The imaging lens of the present invention is a “single focal length imaging lens” and has the following configuration (claim 1).
That is, the imaging lens includes a first lens group located on the object side and a second lens group located on the image side with the aperture stop interposed therebetween. Therefore, the first lens group and the second lens group are defined by the “aperture stop”.

The “first lens group” is configured by arranging the first F lens group on the object side and the first R lens group on the aperture stop side. The first F lens group and the first R lens group are the first lens group. The widest air separation in the lens group.
The “first F lens group” is composed of two negative lenses, and the “first R lens group” is composed of one positive lens.
That is, the first lens group is composed of “three negative lenses, two negative lenses and one positive lens”.
The first F lens group has a negative refractive power, and the first R lens group has a positive refractive power.

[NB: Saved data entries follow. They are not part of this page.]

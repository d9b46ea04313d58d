// Copyright 2025 New Vector Ltd.
//
// SPDX-License-Identifier: AGPL-3.0-only OR LicenseRef-Element-Commercial
// Please see LICENSE files in the repository root for full details.

use std::process::ExitCode;

use avs_config::{ConfigurationSection, RootConfig};
use camino::{Utf8Path, Utf8PathBuf};
use clap::Parser;
use figment::Figment;
use tokio::io::AsyncWriteExt;
use tracing::{info, info_span};

#[derive(Parser, Debug)]
pub(super) struct Options {
    #[command(subcommand)]
    subcommand: Subcommand,
}

#[derive(Parser, Debug)]
enum Subcommand {
    /// Print the merged configuration, with defaults filled in
    Dump {
        /// Write to this file instead of the standard output
        #[clap(short, long)]
        output: Option<Utf8PathBuf>,
    },

    /// Load and validate the configuration, then exit
    Check,

    /// Print a starting configuration, with account validity enabled
    Generate {
        /// Write to this file instead of the standard output
        #[clap(short, long)]
        output: Option<Utf8PathBuf>,
    },
}

impl Options {
    pub async fn run(self, figment: &Figment) -> anyhow::Result<ExitCode> {
        match self.subcommand {
            Subcommand::Dump { output } => {
                let _span = info_span!("cli.config.dump").entered();
                let config = RootConfig::extract(figment).map_err(anyhow::Error::from_boxed)?;
                write_yaml(&config, output.as_deref()).await?;
            }

            Subcommand::Check => {
                let _span = info_span!("cli.config.check").entered();
                let config = RootConfig::extract(figment).map_err(anyhow::Error::from_boxed)?;
                if config.account_validity.enabled {
                    info!("Configuration is valid");
                } else {
                    info!("Configuration is valid, but account validity is disabled");
                }
            }

            Subcommand::Generate { output } => {
                let _span = info_span!("cli.config.generate").entered();
                write_yaml(&RootConfig::generate(), output.as_deref()).await?;
            }
        }

        Ok(ExitCode::SUCCESS)
    }
}

async fn write_yaml(config: &RootConfig, output: Option<&Utf8Path>) -> anyhow::Result<()> {
    let yaml = serde_yaml::to_string(config)?;

    match output {
        Some(path) => {
            info!(%path, "Writing configuration");
            tokio::fs::write(path, yaml).await?;
        }
        None => tokio::io::stdout().write_all(yaml.as_bytes()).await?,
    }

    Ok(())
}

  The “second lens group” includes a second F lens group and a second R lens group in order from the aperture stop side.

  The “second F lens group” has a positive refractive power, and includes a first positive lens, a first negative lens, a second negative lens, and a second positive lens in order from the aperture stop side. That is, the second F lens includes “four lenses of two positive lenses and two negative lenses” arranged in the order of positive, negative, negative, and positive.

The “second R lens group” includes at least one positive or negative lens.
The imaging lens described in claim 1 has the following characteristics in the above-described configuration.
That is, at least one of the two negative lenses (first negative lens and second negative lens) included in the second F lens group has an Abbe number: νdn and an anomalous dispersibility: ΔθgFn as a condition:
(1) 30 <νdn <41
(2) ΔθgFn <0
Satisfied. Of course, the materials of the two negative lenses included in the second F lens group may satisfy the conditions (1) and (2).

  Here, the Abbe number: νdn is given “n” in order to clarify that it is related to the material of the negative lens.

  Anomalous dispersibility: “n” in ΔθgFn is attached to clarify that it is related to the material of the negative lens.

Anomalous dispersibility: ΔθgF is defined as follows.
As is well known, the partial dispersion ratio: θgF is expressed by the following equation, using the refractive index of Fraunhofer line for g line: ng, the refractive index for F line: nF, and the refractive index for C line: nC:
θgF = (ng−nF) / (nF−nC)
Defined by

A two-dimensional coordinate with two orthogonal axes is assumed with the partial dispersion ratio defined as above: θgF as the vertical axis and Abbe number: νd as the horizontal axis.
On the two-dimensional coordinates, the reference glass type: K7 coordinate point (νd = 60.49, θgF = 0.5436) and the reference glass type: F2 coordinate point (νd = 36.26, θgF = 0.5828) The connected straight line is referred to as a “standard line”.
The “dispersion from the standard line” on the two-dimensional coordinates of the partial dispersion ratio of glass type: θgF is anomalous dispersion: ΔθgF.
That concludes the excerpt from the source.